» **Exercise instructions**
What is needed is every line of the data that includes the word "Result". Please copy each one.

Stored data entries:
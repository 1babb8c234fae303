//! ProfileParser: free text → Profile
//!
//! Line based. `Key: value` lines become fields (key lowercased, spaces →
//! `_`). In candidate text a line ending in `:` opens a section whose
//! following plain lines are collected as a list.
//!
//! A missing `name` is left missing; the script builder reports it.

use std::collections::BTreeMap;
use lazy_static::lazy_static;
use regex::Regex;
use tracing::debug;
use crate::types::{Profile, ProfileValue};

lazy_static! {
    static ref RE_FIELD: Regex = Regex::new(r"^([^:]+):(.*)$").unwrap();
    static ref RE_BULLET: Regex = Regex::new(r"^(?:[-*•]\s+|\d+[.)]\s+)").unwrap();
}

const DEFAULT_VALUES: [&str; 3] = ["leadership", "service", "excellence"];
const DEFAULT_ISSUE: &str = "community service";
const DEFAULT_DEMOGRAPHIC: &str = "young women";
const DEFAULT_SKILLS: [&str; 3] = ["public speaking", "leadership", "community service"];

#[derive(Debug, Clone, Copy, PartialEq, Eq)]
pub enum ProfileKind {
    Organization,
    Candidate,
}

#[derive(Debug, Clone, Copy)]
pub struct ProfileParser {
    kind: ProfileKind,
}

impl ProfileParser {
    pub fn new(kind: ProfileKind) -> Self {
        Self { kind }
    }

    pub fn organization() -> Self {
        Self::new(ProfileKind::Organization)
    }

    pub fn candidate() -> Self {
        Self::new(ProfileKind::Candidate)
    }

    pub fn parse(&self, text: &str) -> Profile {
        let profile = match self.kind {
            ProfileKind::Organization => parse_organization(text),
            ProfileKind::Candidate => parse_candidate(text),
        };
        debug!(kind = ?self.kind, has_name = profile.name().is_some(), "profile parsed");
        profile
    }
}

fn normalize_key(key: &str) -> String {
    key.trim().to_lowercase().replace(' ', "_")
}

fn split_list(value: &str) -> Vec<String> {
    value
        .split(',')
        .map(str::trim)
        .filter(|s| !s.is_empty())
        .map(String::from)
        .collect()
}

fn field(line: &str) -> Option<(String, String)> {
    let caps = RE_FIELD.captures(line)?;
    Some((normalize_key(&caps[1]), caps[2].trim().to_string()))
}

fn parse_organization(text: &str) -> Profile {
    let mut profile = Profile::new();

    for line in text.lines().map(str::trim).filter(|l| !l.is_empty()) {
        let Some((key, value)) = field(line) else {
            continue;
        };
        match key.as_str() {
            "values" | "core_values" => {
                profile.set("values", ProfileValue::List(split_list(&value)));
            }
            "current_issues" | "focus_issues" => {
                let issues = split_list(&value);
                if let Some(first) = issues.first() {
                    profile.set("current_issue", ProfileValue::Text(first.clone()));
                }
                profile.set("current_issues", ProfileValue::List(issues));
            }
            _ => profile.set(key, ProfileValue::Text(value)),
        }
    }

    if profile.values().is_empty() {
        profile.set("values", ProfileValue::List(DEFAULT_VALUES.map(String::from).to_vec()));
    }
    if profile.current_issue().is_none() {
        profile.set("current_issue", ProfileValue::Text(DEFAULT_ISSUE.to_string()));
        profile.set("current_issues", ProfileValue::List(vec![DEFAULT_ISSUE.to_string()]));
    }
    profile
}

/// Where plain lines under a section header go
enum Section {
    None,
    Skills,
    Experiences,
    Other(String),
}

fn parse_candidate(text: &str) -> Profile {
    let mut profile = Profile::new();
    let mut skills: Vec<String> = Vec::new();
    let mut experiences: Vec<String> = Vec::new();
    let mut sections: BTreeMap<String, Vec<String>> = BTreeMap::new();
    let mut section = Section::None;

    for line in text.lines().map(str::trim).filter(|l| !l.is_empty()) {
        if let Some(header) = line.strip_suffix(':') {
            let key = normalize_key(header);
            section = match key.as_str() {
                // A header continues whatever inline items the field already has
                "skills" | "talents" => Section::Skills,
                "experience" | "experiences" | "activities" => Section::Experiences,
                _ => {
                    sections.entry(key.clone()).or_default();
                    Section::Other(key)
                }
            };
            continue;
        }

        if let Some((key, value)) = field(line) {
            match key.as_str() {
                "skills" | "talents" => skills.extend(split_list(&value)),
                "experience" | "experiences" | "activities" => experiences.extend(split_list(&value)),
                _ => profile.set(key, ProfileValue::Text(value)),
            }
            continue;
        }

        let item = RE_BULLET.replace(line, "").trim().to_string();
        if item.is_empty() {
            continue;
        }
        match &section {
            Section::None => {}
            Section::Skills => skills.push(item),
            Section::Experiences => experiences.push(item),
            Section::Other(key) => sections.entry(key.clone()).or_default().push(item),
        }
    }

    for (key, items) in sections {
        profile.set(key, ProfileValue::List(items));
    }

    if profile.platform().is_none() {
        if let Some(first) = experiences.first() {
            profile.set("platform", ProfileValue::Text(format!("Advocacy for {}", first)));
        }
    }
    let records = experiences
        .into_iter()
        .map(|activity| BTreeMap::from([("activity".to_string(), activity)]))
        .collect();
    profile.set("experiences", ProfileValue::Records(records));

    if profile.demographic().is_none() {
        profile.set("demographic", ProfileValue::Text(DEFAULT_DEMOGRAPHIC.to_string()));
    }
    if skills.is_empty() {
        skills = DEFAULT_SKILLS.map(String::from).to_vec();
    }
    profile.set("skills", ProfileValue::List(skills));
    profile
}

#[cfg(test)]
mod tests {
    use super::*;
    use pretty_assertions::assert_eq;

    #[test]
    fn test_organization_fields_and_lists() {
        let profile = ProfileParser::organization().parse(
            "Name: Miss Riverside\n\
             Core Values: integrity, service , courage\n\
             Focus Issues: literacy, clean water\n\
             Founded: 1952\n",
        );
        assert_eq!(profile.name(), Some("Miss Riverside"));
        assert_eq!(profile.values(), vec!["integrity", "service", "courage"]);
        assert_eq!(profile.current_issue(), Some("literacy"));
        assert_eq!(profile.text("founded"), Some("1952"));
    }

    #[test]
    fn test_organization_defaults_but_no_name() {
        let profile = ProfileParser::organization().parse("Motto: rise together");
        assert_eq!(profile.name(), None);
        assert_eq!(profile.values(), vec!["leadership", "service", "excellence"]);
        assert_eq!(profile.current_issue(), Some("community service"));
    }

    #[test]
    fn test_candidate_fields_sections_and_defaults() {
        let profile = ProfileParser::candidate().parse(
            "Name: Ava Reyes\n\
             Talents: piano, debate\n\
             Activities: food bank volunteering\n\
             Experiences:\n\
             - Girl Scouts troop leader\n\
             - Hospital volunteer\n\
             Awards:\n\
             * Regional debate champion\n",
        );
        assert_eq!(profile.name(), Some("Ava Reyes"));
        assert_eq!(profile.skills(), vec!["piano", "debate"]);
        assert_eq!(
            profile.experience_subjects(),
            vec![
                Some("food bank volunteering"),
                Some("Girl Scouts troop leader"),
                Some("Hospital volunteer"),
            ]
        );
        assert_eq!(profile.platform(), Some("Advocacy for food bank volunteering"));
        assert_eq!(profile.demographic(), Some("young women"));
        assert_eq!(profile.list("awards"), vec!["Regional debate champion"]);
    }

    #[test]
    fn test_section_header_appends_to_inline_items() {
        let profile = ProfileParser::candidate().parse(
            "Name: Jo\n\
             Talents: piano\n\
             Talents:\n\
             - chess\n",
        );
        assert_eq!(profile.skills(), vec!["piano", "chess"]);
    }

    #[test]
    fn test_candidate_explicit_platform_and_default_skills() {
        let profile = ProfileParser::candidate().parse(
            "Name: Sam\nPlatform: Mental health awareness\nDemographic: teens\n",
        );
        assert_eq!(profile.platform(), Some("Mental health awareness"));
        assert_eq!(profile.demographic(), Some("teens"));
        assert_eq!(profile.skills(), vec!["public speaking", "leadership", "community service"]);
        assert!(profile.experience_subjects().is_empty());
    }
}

* * *

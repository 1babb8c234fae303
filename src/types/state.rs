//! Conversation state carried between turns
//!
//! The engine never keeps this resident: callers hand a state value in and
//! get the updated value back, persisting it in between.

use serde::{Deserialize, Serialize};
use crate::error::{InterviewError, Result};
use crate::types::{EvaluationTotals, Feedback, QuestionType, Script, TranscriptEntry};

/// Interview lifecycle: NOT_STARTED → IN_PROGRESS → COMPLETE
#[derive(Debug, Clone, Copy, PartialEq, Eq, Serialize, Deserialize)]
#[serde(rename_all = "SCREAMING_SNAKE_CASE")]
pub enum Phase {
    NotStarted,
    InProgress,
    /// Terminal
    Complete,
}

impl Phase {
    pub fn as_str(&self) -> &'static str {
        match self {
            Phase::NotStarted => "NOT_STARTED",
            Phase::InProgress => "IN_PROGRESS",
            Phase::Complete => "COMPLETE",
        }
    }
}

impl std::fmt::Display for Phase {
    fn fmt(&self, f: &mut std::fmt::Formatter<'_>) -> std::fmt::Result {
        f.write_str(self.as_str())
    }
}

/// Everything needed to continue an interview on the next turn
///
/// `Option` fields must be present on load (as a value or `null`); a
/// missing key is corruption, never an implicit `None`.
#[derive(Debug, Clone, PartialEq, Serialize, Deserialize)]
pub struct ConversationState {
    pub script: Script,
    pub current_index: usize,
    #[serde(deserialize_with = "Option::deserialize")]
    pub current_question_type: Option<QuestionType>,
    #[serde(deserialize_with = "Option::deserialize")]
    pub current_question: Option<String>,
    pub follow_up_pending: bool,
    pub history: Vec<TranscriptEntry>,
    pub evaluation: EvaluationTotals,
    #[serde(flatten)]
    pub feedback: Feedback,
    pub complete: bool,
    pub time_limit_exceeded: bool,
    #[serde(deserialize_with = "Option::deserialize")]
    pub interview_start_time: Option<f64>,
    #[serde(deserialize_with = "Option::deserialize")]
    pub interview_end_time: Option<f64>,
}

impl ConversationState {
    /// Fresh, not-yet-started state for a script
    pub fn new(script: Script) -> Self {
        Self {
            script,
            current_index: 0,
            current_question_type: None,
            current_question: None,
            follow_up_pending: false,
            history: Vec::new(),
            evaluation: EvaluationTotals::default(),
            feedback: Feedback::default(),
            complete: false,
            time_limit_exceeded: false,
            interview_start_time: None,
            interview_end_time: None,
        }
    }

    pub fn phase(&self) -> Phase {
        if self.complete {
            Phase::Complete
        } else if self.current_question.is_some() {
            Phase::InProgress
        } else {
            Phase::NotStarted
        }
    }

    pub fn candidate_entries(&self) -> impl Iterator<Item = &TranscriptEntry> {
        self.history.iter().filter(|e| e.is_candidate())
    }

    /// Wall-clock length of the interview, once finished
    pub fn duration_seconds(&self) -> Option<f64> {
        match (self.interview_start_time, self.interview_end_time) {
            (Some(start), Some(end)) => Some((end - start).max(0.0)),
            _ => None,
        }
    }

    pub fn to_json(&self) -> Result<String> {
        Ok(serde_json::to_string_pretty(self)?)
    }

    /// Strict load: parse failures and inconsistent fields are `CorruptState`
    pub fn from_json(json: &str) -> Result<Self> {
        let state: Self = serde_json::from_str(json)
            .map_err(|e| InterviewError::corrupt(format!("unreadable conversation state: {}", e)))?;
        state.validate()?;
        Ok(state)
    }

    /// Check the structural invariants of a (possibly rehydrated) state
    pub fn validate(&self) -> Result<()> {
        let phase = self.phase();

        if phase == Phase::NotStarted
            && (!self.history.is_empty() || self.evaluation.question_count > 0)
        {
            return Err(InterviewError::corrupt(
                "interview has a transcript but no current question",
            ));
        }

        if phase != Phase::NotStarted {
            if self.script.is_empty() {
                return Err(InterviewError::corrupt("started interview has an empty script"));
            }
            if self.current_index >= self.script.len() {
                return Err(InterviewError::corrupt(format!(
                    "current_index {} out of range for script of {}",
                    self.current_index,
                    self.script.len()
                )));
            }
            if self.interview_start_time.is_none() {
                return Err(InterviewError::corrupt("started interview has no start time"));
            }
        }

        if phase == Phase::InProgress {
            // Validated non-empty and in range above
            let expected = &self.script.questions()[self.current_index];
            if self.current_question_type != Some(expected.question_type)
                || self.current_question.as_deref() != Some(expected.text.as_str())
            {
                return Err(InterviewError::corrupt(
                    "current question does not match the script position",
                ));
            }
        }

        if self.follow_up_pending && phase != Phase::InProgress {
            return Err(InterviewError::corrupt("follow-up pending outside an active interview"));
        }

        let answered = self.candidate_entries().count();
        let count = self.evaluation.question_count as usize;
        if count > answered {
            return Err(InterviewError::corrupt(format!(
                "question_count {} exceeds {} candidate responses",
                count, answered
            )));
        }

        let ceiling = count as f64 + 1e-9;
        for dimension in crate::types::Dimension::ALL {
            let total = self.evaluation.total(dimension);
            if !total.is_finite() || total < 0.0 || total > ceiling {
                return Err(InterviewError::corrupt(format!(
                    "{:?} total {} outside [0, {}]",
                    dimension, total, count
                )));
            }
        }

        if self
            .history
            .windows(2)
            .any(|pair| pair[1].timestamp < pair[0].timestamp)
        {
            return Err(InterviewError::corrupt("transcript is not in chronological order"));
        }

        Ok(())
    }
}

* * *

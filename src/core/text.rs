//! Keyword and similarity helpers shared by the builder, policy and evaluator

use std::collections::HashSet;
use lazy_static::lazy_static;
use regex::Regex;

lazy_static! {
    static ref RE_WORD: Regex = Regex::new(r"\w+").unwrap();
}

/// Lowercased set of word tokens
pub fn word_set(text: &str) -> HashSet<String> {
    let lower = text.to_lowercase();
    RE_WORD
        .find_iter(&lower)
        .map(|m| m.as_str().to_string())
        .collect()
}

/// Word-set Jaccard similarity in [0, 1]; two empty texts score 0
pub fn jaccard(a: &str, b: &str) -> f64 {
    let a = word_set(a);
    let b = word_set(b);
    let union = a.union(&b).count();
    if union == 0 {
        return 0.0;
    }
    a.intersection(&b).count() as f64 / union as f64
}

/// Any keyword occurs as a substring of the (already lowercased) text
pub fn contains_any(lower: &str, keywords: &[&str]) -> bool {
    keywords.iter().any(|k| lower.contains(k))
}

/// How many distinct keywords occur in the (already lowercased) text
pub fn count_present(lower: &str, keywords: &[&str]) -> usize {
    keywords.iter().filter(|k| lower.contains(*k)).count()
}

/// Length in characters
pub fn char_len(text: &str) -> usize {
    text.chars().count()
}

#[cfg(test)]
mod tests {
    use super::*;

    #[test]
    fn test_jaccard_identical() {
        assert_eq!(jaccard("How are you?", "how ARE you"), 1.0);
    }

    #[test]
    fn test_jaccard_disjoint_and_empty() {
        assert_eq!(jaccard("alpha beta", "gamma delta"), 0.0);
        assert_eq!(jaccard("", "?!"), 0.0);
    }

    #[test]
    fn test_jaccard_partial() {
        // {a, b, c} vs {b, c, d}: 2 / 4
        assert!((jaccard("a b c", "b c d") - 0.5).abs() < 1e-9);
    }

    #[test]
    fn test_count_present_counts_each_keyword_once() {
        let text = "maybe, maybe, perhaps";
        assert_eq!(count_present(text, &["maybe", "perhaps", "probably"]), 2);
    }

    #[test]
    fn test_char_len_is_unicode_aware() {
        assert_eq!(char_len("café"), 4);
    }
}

» **Response**
use crate::error::{InterviewError, Result};
    fn fmt(&self, f: &mut std::fmt::Formatter<'_>) -> std::fmt::Result {
    pub fn to_json(&self) -> Result<String> {
    pub fn from_json(json: &str) -> Result<Self> {
    pub fn validate(&self) -> Result<()> {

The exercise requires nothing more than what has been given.